The huckster uses tide schedules from a point in Delaware Bay. I cannot really find out why because all conversation has to go through the mark. Apparently the mark has told the huckster that he has had conversations with another one of his confidants (me) who is skeptical. This gets the huckster's back up: how dare the mark give any credibility to non-believers! Another lesson from huckster school: get indignant when challenged and threaten to cut off communications. The mark always wants what he cannot have.
The huckster really has the mark convinced. I try all sorts of arguments, like why we cannot find any evidence of these cycles using Fourier analysis. And if the idea were true, why isn't there more volatility during the "spring tides" when the earth is at perigee? However, I'm getting nowhere because the huckster has a track record with great performance. Of course there are reasons why he cannot show it, so no one has seen it.
Well I don't want to go searching for the Delaware Bay tide schedule. And since I live near the seashore, I have the Barnegat Light tide tables bookmarked on the PC. That data are neatly presented in a spreadsheet with the date and four columns representing the two daily high and low tides. The similarity with bar-chart data is overwhelming, so I copy the data, import it into my charting software and have it displayed as open, high, low and close. I send that chart back to the investment professional with my commentary that the highs on the 2nd of the month will be higher than the highs on the 16th, and the lows of the 23rd will be lower than the lows of the 9th.
At the end of the month the investment professional (i.e. the mark) gives me a call and tells me that my trading signals were right on target, and the gravity man (i.e. the huckster) complements me on having mastered the technique in such a short period of time. I know the trading signals did not work and I suspect that the huckster is now using me to validate his own importance. This must be another lesson from huckster class: if confronted with an outside challenge, turn the challenge around to support your own claims.
I have no choice but to have a personal meeting with the investment professional and show him exactly what I did, which takes about two minutes. He really doesn't want to believe me, but when he sees that my tidal signals did not work and then realizes that the gravity man is just playing him, I finally win him over.

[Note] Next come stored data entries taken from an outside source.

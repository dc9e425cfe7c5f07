//! Append-only audit of grants issued to and revoked from clients.

use sea_orm::entity::prelude::*;
use serde::{Deserialize, Serialize};
use time::OffsetDateTime;

#[derive(Clone, Debug, PartialEq, Eq, Serialize, Deserialize)]
pub enum AuthStatus {
    Authorized,
    Revoked,
}

impl AuthStatus {
    pub fn as_str(&self) -> &'static str {
        match self {
            AuthStatus::Authorized => "authorized",
            AuthStatus::Revoked => "revoked",
        }
    }
}

#[derive(Clone, Debug, PartialEq, DeriveEntityModel, Serialize, Deserialize)]
#[sea_orm(table_name = "auth_history")]
pub struct Model {
    #[sea_orm(primary_key, auto_increment = false)]
    pub id: String,
    pub user_id: String,
    pub client_id: String,
    pub scope: Option<String>,
    pub status: String,
    pub created_at: OffsetDateTime,
}

#[derive(Copy, Clone, Debug, EnumIter, DeriveRelation)]
pub enum Relation {}

impl ActiveModelBehavior for ActiveModel {}
//! Token minting and the token exchange engine.
//!
//! [`TokenService`] turns a [`Grant`] into a signed token set and owns the
//! lifetime rules. [`TokenExchange`] implements the `authorization_code` and
//! `refresh_token` grants plus revocation and logout on top of it.

use crate::config::TtlConfig;
use crate::entity::{client, refresh_token, user};
use crate::error::SsoError;
use crate::oauth2::consent::{Consent, ConsentDecision};
use crate::oauth2::directory::Directory;
use crate::oauth2::password::verify_password;
use crate::oauth2::signer::{AccessClaims, IdClaims, TokenSigner};
use crate::oauth2::store::{AuthCodeStore, RefreshTokenStore};
use crate::utils::generate_token;
use serde::{Deserialize, Serialize};
use std::sync::Arc;
use time::OffsetDateTime;
use utoipa::ToSchema;

pub const TOKEN_TYPE: &str = "Bearer";

#[derive(Clone, Debug, PartialEq, Eq, Serialize, Deserialize, ToSchema)]
pub struct TokenResponse {
    pub access_token: String,
    #[serde(skip_serializing_if = "Option::is_none")]
    pub id_token: Option<String>,
    /// Absent only for the implicit flow
    #[serde(skip_serializing_if = "Option::is_none")]
    pub refresh_token: Option<String>,
    pub token_type: String,
    /// Access token lifetime in seconds
    pub expires_in: u64,
    pub scope: String,
    #[serde(skip_serializing_if = "Option::is_none")]
    pub state: Option<String>,
}

/// Who is being issued tokens, for whom and with what.
#[derive(Clone, Debug)]
pub struct Grant {
    pub user: user::Model,
    pub client_id: String,
    pub scope: String,
    pub roles: Vec<String>,
    pub nonce: Option<String>,
    pub redirect_uri: Option<String>,
    /// Authorization code the grant was redeemed from
    pub code: Option<String>,
}

impl Grant {
    fn has_scope(&self, scope: &str) -> bool {
        self.scope.split_whitespace().any(|s| s == scope)
    }
}

/// Client credentials as presented at the token endpoint.
#[derive(Clone, Debug, Default)]
pub struct ClientCredentials {
    pub client_id: String,
    pub client_secret: Option<String>,
}

/// Profile claims released by the granted scopes.
pub fn id_claims_for(user: &user::Model, grant: &Grant, base: IdClaims) -> IdClaims {
    let mut claims = base;
    if grant.has_scope("profile") {
        claims.name = Some(user.full_name());
        claims.given_name = Some(user.first_name.clone());
        claims.middle_name = user.middle_name.clone();
        claims.family_name = Some(user.last_name.clone());
        claims.gender = user.gender.clone();
        claims.picture = user.profile_picture.clone();
    }
    if grant.has_scope("email") {
        claims.email = user.email.clone();
    }
    if grant.has_scope("phone") {
        claims.phone_number = user.phone.clone();
    }
    claims
}

fn seconds(secs: u64) -> Result<time::Duration, SsoError> {
    i64::try_from(secs)
        .map(time::Duration::seconds)
        .map_err(|_| SsoError::Internal("token lifetime out of range".into()))
}

#[derive(Clone)]
pub struct TokenService {
    signer: Arc<dyn TokenSigner>,
    refresh_tokens: Arc<dyn RefreshTokenStore>,
    directory: Directory,
    ttl: TtlConfig,
    first_party_client_id: String,
    first_party_scope: String,
}

impl TokenService {
    pub fn new(
        signer: Arc<dyn TokenSigner>,
        refresh_tokens: Arc<dyn RefreshTokenStore>,
        directory: Directory,
        ttl: TtlConfig,
        first_party_client_id: String,
        first_party_scope: String,
    ) -> Self {
        Self {
            signer,
            refresh_tokens,
            directory,
            ttl,
            first_party_client_id,
            first_party_scope,
        }
    }

    pub fn signer(&self) -> &Arc<dyn TokenSigner> {
        &self.signer
    }

    /// Signed access token and, when `openid` was granted, an ID token.
    fn mint(&self, grant: &Grant) -> Result<(String, Option<String>), SsoError> {
        let now = OffsetDateTime::now_utc();
        let iat = now.unix_timestamp();
        let access = AccessClaims {
            iss: self.signer.issuer().to_string(),
            sub: grant.user.id.clone(),
            aud: grant.client_id.clone(),
            exp: (now + seconds(self.ttl.access_token)?).unix_timestamp(),
            nbf: iat,
            iat,
            jti: uuid::Uuid::new_v4().to_string(),
            client_id: grant.client_id.clone(),
            roles: grant.roles.clone(),
            scope: grant.scope.clone(),
        };
        let access_token = self.signer.sign_access(&access)?;

        let id_token = if grant.has_scope("openid") {
            let base = IdClaims {
                iss: access.iss.clone(),
                sub: access.sub.clone(),
                aud: grant.client_id.clone(),
                exp: (now + seconds(self.ttl.id_token)?).unix_timestamp(),
                nbf: iat,
                iat,
                nonce: grant.nonce.clone(),
                ..Default::default()
            };
            Some(self.signer.sign_id(&id_claims_for(&grant.user, grant, base))?)
        } else {
            None
        };
        Ok((access_token, id_token))
    }

    fn refresh_row(&self, grant: &Grant) -> Result<refresh_token::Model, SsoError> {
        let now = OffsetDateTime::now_utc();
        Ok(refresh_token::Model {
            id: uuid::Uuid::new_v4().to_string(),
            token: generate_token()?,
            code: grant.code.clone(),
            user_id: grant.user.id.clone(),
            client_id: grant.client_id.clone(),
            scope: grant.scope.clone(),
            roles: grant.roles.join(" "),
            redirect_uri: grant.redirect_uri.clone(),
            expires_at: now + seconds(self.ttl.refresh_token)?,
            created_at: now,
            updated_at: now,
        })
    }

    fn respond(
        &self,
        grant: &Grant,
        refresh_token: Option<String>,
        state: Option<String>,
    ) -> Result<TokenResponse, SsoError> {
        let (access_token, id_token) = self.mint(grant)?;
        Ok(TokenResponse {
            access_token,
            id_token,
            refresh_token,
            token_type: TOKEN_TYPE.to_string(),
            expires_in: self.ttl.access_token,
            scope: grant.scope.clone(),
            state,
        })
    }

    /// Mint a full token set, persist its refresh token and record the grant.
    pub async fn issue(
        &self,
        grant: &Grant,
        state: Option<String>,
    ) -> Result<TokenResponse, SsoError> {
        let row = self.refresh_row(grant)?;
        let response = self.respond(grant, Some(row.token.clone()), state)?;
        self.refresh_tokens.insert(&row).await?;
        tracing::info!(user_id = %grant.user.id, client_id = %grant.client_id, "tokens issued");
        Ok(response)
    }

    /// Access (and ID) token only, for an approved `response_type=token` consent.
    pub async fn issue_implicit(&self, consent: &Consent) -> Result<TokenResponse, SsoError> {
        if consent.approved != ConsentDecision::Approved {
            return Err(SsoError::invalid_field("consentId", "consent is not approved"));
        }
        let user_id = consent
            .user_id
            .as_deref()
            .ok_or_else(|| SsoError::invalid_field("consentId", "consent has no deciding user"))?;
        let user = match self.directory.user(user_id).await? {
            Some(u) if u.is_active() => u,
            _ => return Err(SsoError::Unauthorized("user is not active".into())),
        };
        let grant = Grant {
            user,
            client_id: consent.request.client_id.clone(),
            scope: consent.scope_string(),
            roles: consent.roles.clone(),
            nonce: consent.request.nonce.clone(),
            redirect_uri: Some(consent.request.redirect_uri.clone()),
            code: None,
        };
        self.respond(&grant, None, Some(consent.request.state.clone()))
    }

    /// Tokens for the first-party client after a direct or federated login.
    pub async fn issue_for_user(&self, user: user::Model) -> Result<TokenResponse, SsoError> {
        if !user.is_active() {
            return Err(SsoError::Unauthorized("user is not active".into()));
        }
        let roles = self.directory.roles(&user.id).await?;
        let grant = Grant {
            user,
            client_id: self.first_party_client_id.clone(),
            scope: self.first_party_scope.clone(),
            roles,
            nonce: None,
            redirect_uri: None,
            code: None,
        };
        self.issue(&grant, None).await
    }
}

#[derive(Clone)]
pub struct TokenExchange {
    codes: Arc<dyn AuthCodeStore>,
    refresh_tokens: Arc<dyn RefreshTokenStore>,
    tokens: TokenService,
    directory: Directory,
}

impl TokenExchange {
    pub fn new(
        codes: Arc<dyn AuthCodeStore>,
        refresh_tokens: Arc<dyn RefreshTokenStore>,
        tokens: TokenService,
        directory: Directory,
    ) -> Self {
        Self {
            codes,
            refresh_tokens,
            tokens,
            directory,
        }
    }

    async fn authenticate_client(
        &self,
        creds: &ClientCredentials,
    ) -> Result<client::Model, SsoError> {
        let rejected = || SsoError::Unauthorized("invalid client credentials".into());
        if creds.client_id.is_empty() {
            return Err(rejected());
        }
        let client = match self.directory.client(&creds.client_id).await? {
            Some(c) if c.is_active() => c,
            _ => return Err(rejected()),
        };
        let secret = creds.client_secret.as_deref().ok_or_else(rejected)?;
        if !verify_password(secret, &client.secret_hash) {
            tracing::warn!(client_id = %client.id, "client secret mismatch");
            return Err(rejected());
        }
        Ok(client)
    }

    async fn active_user(&self, user_id: &str) -> Result<user::Model, SsoError> {
        match self.directory.user(user_id).await? {
            Some(u) if u.is_active() => Ok(u),
            _ => Err(SsoError::InvalidGrant("user is not active".into())),
        }
    }

    /// `grant_type=authorization_code`
    #[tracing::instrument(skip_all, fields(client_id = %creds.client_id))]
    pub async fn exchange_code(
        &self,
        creds: &ClientCredentials,
        code: &str,
        redirect_uri: Option<&str>,
        code_verifier: Option<&str>,
    ) -> Result<TokenResponse, SsoError> {
        let invalid = || SsoError::InvalidGrant("invalid or expired authorization code".into());
        if code.is_empty() {
            return Err(SsoError::invalid_field("code", "code is required"));
        }
        let found = self
            .codes
            .find(code)
            .await?
            .filter(|c| !c.is_expired())
            .ok_or_else(invalid)?;

        let client = self.authenticate_client(creds).await?;
        if found.client_id != client.id {
            return Err(SsoError::InvalidGrant(
                "authorization code was issued to another client".into(),
            ));
        }
        if redirect_uri != Some(found.redirect_uri.as_str()) {
            return Err(SsoError::InvalidGrant("redirect_uri mismatch".into()));
        }
        if !found.verify_pkce(code_verifier) {
            return Err(SsoError::InvalidGrant("PKCE verification failed".into()));
        }

        let redeemed = self.codes.redeem(code).await?.ok_or_else(invalid)?;
        let user = self.active_user(&redeemed.user_id).await?;
        let grant = Grant {
            user,
            client_id: client.id,
            scope: redeemed.scope.clone(),
            roles: redeemed.roles_list(),
            nonce: redeemed.nonce.clone(),
            redirect_uri: Some(redeemed.redirect_uri.clone()),
            code: Some(redeemed.code.clone()),
        };
        self.tokens.issue(&grant, Some(redeemed.state)).await
    }

    /// `grant_type=refresh_token`. The presented token is rotated.
    #[tracing::instrument(skip_all, fields(client_id = %creds.client_id))]
    pub async fn refresh(
        &self,
        creds: &ClientCredentials,
        refresh_token: &str,
        scope: Option<&str>,
    ) -> Result<TokenResponse, SsoError> {
        let invalid = || SsoError::InvalidGrant("invalid or expired refresh token".into());
        if refresh_token.is_empty() {
            return Err(SsoError::invalid_field(
                "refresh_token",
                "refresh_token is required",
            ));
        }
        let row = self
            .refresh_tokens
            .find(refresh_token)
            .await?
            .filter(|r| !r.is_expired())
            .ok_or_else(invalid)?;

        let client = self.authenticate_client(creds).await?;
        if row.client_id != client.id {
            return Err(SsoError::InvalidGrant(
                "refresh token was issued to another client".into(),
            ));
        }

        let scope = match scope.map(str::trim).filter(|s| !s.is_empty()) {
            Some(requested) => {
                if let Some(extra) = requested.split_whitespace().find(|s| !row.has_scope(s)) {
                    return Err(SsoError::InvalidGrant(format!(
                        "scope {extra} was not part of the original grant"
                    )));
                }
                requested.split_whitespace().collect::<Vec<_>>().join(" ")
            }
            None => row.scope.clone(),
        };

        let user = self.active_user(&row.user_id).await?;
        let roles = self.directory.roles(&user.id).await?;
        let grant = Grant {
            user,
            client_id: client.id,
            scope,
            roles,
            nonce: None,
            redirect_uri: row.redirect_uri.clone(),
            code: row.code.clone(),
        };
        let replacement = self.tokens.refresh_row(&grant)?;
        if !self.refresh_tokens.rotate(refresh_token, &replacement).await? {
            tracing::warn!(user_id = %row.user_id, "refresh token replay rejected");
            return Err(invalid());
        }
        self.tokens.respond(&grant, Some(replacement.token), None)
    }

    /// Drop every grant the user gave `client_id`. Safe to repeat.
    #[tracing::instrument(skip(self))]
    pub async fn revoke_client(&self, user_id: &str, client_id: &str) -> Result<(), SsoError> {
        if client_id.trim().is_empty() {
            return Err(SsoError::invalid_field("client_id", "client_id is required"));
        }
        let removed = self.refresh_tokens.revoke_client(user_id, client_id).await?;
        tracing::info!(removed, "client grants revoked");
        Ok(())
    }

    #[tracing::instrument(skip_all, fields(user_id = %user_id))]
    pub async fn logout(&self, user_id: &str, refresh_token: &str) -> Result<(), SsoError> {
        if refresh_token.is_empty() {
            return Err(SsoError::invalid_field(
                "refresh_token",
                "refresh_token is required",
            ));
        }
        if !self.refresh_tokens.delete(refresh_token, user_id).await? {
            tracing::debug!("logout for unknown refresh token");
        }
        Ok(())
    }
}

Hey, anyone want to buy my gravity system?
Steve B. adds:
The con game is not so much about the con be it in financial services, health and beauty, or the red-hot real estate (mortgage) market. The con game is about the mark - the one who must get conned for the game to work. The con in this game has the advantage of instant feedback from the mark. The mark is spotted by the type of work he does, the kind of car he drives, his or her age. These are just general and to get specifics he needs to talk directly with the mark.
How is it that the con can come to know about us? We provide him the information via physics and other shamsters. But in this case we feel we are dealing with a respectable person and our guards are down. Basically, one starts with general statements and through feedback (verbal and body) the con figures out which of his general statements are specific to you.
We all have the desire to trust our fellow human and the con operates with this advantage. You may not always know when the con is on but if you feel the flattery (and a feeling you may miss the boat) then you may be a mark.
From Henry Gifford:
While it seems so many con games include some true physics in the story, the physics are usually redundant (as already mentioned) or not relevant. My favorite is energy-saving devices that incorporate the use of "bipolar" magnets. As all magnets have two poles, the statement is meaningless yet true.